Activity: Filter the records below for the word "impl". Copy each line that holds it.

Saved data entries
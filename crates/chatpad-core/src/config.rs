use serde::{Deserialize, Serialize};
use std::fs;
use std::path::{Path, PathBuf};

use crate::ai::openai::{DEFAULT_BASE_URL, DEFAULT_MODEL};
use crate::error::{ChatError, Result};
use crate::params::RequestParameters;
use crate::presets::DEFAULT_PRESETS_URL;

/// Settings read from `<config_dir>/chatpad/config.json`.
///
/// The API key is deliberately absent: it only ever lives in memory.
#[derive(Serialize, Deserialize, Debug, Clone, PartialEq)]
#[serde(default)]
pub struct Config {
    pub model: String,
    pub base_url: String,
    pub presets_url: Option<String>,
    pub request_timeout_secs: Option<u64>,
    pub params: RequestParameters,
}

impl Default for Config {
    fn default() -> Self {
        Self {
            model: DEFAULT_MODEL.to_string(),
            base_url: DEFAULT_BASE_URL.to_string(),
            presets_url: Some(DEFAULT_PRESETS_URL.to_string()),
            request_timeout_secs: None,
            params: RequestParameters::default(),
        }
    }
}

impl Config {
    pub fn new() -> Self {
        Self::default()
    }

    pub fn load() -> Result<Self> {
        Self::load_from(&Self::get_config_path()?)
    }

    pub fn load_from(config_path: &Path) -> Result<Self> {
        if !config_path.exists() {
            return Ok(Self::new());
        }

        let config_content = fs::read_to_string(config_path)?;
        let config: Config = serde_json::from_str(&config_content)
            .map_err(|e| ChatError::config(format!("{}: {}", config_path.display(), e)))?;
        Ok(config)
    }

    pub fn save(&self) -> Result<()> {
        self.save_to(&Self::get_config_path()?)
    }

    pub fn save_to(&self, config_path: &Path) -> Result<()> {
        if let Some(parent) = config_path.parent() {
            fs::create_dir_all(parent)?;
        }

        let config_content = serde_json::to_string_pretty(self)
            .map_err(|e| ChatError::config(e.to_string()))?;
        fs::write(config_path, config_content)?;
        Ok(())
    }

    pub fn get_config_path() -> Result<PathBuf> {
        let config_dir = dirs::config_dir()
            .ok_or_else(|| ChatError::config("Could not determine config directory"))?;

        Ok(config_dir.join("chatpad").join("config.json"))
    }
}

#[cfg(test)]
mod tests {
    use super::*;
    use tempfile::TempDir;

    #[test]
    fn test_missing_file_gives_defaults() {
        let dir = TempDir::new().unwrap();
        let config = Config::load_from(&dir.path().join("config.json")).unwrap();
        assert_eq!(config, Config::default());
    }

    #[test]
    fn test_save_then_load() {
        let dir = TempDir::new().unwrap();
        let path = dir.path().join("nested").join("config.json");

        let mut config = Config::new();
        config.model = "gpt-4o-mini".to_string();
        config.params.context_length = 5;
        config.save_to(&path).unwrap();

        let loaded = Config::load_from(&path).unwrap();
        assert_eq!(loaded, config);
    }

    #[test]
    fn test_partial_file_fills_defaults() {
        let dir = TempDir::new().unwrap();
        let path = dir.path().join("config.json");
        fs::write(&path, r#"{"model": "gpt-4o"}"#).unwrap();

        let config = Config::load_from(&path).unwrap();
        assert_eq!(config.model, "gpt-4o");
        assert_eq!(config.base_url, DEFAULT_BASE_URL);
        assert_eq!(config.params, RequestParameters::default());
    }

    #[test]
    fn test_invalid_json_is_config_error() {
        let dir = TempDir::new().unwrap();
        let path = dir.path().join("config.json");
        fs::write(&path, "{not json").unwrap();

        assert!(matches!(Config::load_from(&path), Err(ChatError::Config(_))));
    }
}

Answer to this exercise:
impl Default for Config {
impl Config {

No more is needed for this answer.